▸ **TASK INSTRUCTIONS**: Every line of the data that contains the string "warn" must be copied.

[Records contained in a dataset]
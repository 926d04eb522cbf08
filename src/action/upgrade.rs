//! The upgrade action: deploy a new snapshot on a running system, or
//! refresh the recovery image only.

use anyhow::{bail, Context, Result};
use std::path::Path;
use tracing::{info, warn};

use super::{
    deploy_recovery_image, finalize, run_chroot_hook, run_hook, upgrade_failed_sentinel,
    with_snapshot_root, write_install_state,
};
use crate::bootloader::Grub;
use crate::config::{Config, RunConfig};
use crate::constants;
use crate::partitioner;
use crate::snapshotter::{new_snapshotter, Snapshotter};
use crate::source;
use crate::types::{
    ElementalPartitions, InstallState, PartitionState, SystemState, UpgradeSpec,
};

pub fn run_upgrade(run_config: &RunConfig, spec: &mut UpgradeSpec) -> Result<()> {
    let config = &run_config.config;

    if upgrade_failed_sentinel(Path::new("/")) && !spec.force {
        bail!(
            "the previous upgrade was assessed as failed, refusing to \
             upgrade again without --force"
        );
    }

    if spec.state.is_none() {
        spec.state = InstallState::load()
            .map_err(|e| {
                warn!("could not load the install state: {}", e);
                e
            })
            .ok();
    }
    if spec.partitions.state.is_none() {
        let detected = partitioner::detect_partitions(config.runner.as_ref())
            .context("upgrade failed discovering partitions")?;
        spec.partitions = ElementalPartitions::from_list(&detected, spec.state.as_ref());
        spec.partitions.normalize();
    }
    ensure_mounted(config, &mut spec.partitions)?;

    if spec.recovery_upgrade {
        spec.sanitize_for_recovery_only()
            .context("invalid upgrade spec")?;
        info!("Upgrading the recovery system only");
        upgrade_recovery_only(run_config, spec)?;
        return finalize(run_config);
    }

    spec.sanitize().context("invalid upgrade spec")?;
    info!("Upgrading the system");
    run_hook(config, constants::BEFORE_UPGRADE_HOOK)?;
    upgrade_active(run_config, spec)?;
    run_hook(config, constants::AFTER_UPGRADE_HOOK)?;
    finalize(run_config)
}

/// Mount the state (and when present recovery and boot) partitions if they
/// are not mounted yet.
fn ensure_mounted(config: &Config, partitions: &mut ElementalPartitions) -> Result<()> {
    let mut ensure = |part: Option<&mut crate::types::Partition>| -> Result<()> {
        let Some(part) = part else { return Ok(()) };
        let Some(device) = part.path.clone() else {
            return Ok(());
        };
        let mount = match part.mount_point.clone() {
            Some(m) => m,
            None => return Ok(()),
        };
        if !config.mounter.is_mounted(&mount)? {
            config.mounter.mount(
                &device.to_string_lossy(),
                &mount,
                &part.fs.to_string(),
                &["rw"],
            )?;
        }
        Ok(())
    };
    ensure(partitions.state.as_mut())?;
    ensure(partitions.recovery.as_mut())?;
    ensure(partitions.boot.as_mut())?;
    Ok(())
}

fn upgrade_active(run_config: &RunConfig, spec: &mut UpgradeSpec) -> Result<()> {
    let config = &run_config.config;
    let state_part = spec
        .partitions
        .state
        .clone()
        .context("undefined state partition")?;
    let state_mount = state_part
        .mount_point
        .clone()
        .context("state partition is not mounted")?;
    let boot_mount = spec
        .partitions
        .boot
        .as_ref()
        .and_then(|p| p.mount_point.clone());
    let env_dir = Grub::env_dir(boot_mount.as_ref(), &state_mount);

    // keep using the snapshotter the system was installed with
    let snap_config = spec
        .state
        .as_ref()
        .map(|s| s.snapshotter.clone())
        .unwrap_or_else(|| run_config.snapshotter.clone());

    let grub = Grub::new(config);
    let mut snapshotter = new_snapshotter(config, snap_config.clone(), &grub)?;
    let mut state_part_mut = state_part.clone();
    snapshotter
        .init(&mut state_part_mut, &env_dir)
        .context("upgrade failed initializing the snapshotter")?;

    let mut snapshot = snapshotter
        .start_transaction()
        .context("upgrade failed starting the transaction")?;
    snapshot.labels = spec.snapshot_labels.clone();

    info!("Copying {} image...", constants::ACTIVE_LABEL);
    let populate = source::unpack(config, &spec.system, &snapshot.work_dir)
        .context("upgrade failed during extract")
        .and_then(|digest| {
            run_chroot_hook(config, &snapshot.work_dir, constants::AFTER_UPGRADE_CHROOT_HOOK)?;
            Ok(digest)
        });
    let digest = match populate {
        Ok(digest) => digest,
        Err(e) => {
            let _ = snapshotter.close_transaction_on_error(&snapshot);
            return Err(e);
        }
    };
    snapshotter
        .close_transaction(&mut snapshot)
        .context("upgrade failed during commit")?;

    // persist the state file first: the bootloader must never see a default
    // pointing at a snapshot with no state entry
    let snapshots = snapshotter.get_snapshots()?;
    let state = updated_install_state(spec, &snap_config, snapshot.id, digest, &snapshots);
    write_install_state(&state, &spec.partitions)
        .context("upgrade failed persisting the state file")?;
    spec.state = Some(state);

    if spec.bootloader_upgrade {
        let boot_mount = boot_mount
            .clone()
            .context("undefined bootloader partition")?;
        with_snapshot_root(config, snapshotter.as_ref(), &snapshot, |root| {
            grub.install(
                root,
                &state_mount,
                Some(&boot_mount),
                "",
                crate::types::Firmware::Efi,
                true,
            )
        })
        .context("upgrade failed refreshing the bootloader")?;
    }
    grub.set_default_entry(&env_dir, &spec.grub_def_entry)?;
    // one-shot assessment: boot the new snapshot once, fall back on failure
    grub.set_single_shot_assessment(&state_mount)?;
    Ok(())
}

fn upgrade_recovery_only(run_config: &RunConfig, spec: &mut UpgradeSpec) -> Result<()> {
    let config = &run_config.config;
    let recovery_mount = spec
        .partitions
        .recovery
        .as_ref()
        .and_then(|p| p.mount_point.clone())
        .context("undefined recovery partition")?;

    let mut recovery_state = deploy_recovery_image(
        config,
        &spec.recovery_system.source,
        &recovery_mount,
        &spec.recovery_system,
    )
    .context("upgrade failed deploying the recovery system")?;
    recovery_state.from_action = "upgrade-recovery".to_string();

    let mut state = spec.state.clone().unwrap_or_default();
    state.date = crate::types::now_stamp();
    state
        .partitions
        .entry(constants::RECOVERY_PART_NAME.to_string())
        .or_insert_with(|| PartitionState {
            fs_label: constants::RECOVERY_LABEL.to_string(),
            ..Default::default()
        })
        .recovery_image = Some(recovery_state);
    write_install_state(&state, &spec.partitions)
        .context("upgrade failed persisting the state file")?;
    spec.state = Some(state);
    Ok(())
}

fn updated_install_state(
    spec: &UpgradeSpec,
    snap_config: &crate::types::SnapshotterConfig,
    new_id: u32,
    digest: Option<String>,
    current_ids: &[u32],
) -> InstallState {
    let mut state = spec.state.clone().unwrap_or_default();
    state.date = crate::types::now_stamp();
    state.snapshotter = snap_config.clone();

    let part_state = state
        .partitions
        .entry(constants::STATE_PART_NAME.to_string())
        .or_insert_with(|| PartitionState {
            fs_label: constants::STATE_LABEL.to_string(),
            ..Default::default()
        });
    for snapshot in part_state.snapshots.values_mut() {
        snapshot.active = false;
    }
    part_state.snapshots.insert(
        new_id,
        SystemState {
            source: Some(spec.system.clone()),
            digest,
            active: true,
            label: String::new(),
            fs: None,
            labels: spec.snapshot_labels.clone(),
            date: state.date.clone(),
            from_action: "upgrade".to_string(),
        },
    );
    // drop entries for snapshots the retention pass pruned
    part_state
        .snapshots
        .retain(|id, _| current_ids.contains(id) || *id == new_id);
    state
}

▸ **OUTPUT BELOW**:
use tracing::{info, warn};
                warn!("could not load the install state: {}", e);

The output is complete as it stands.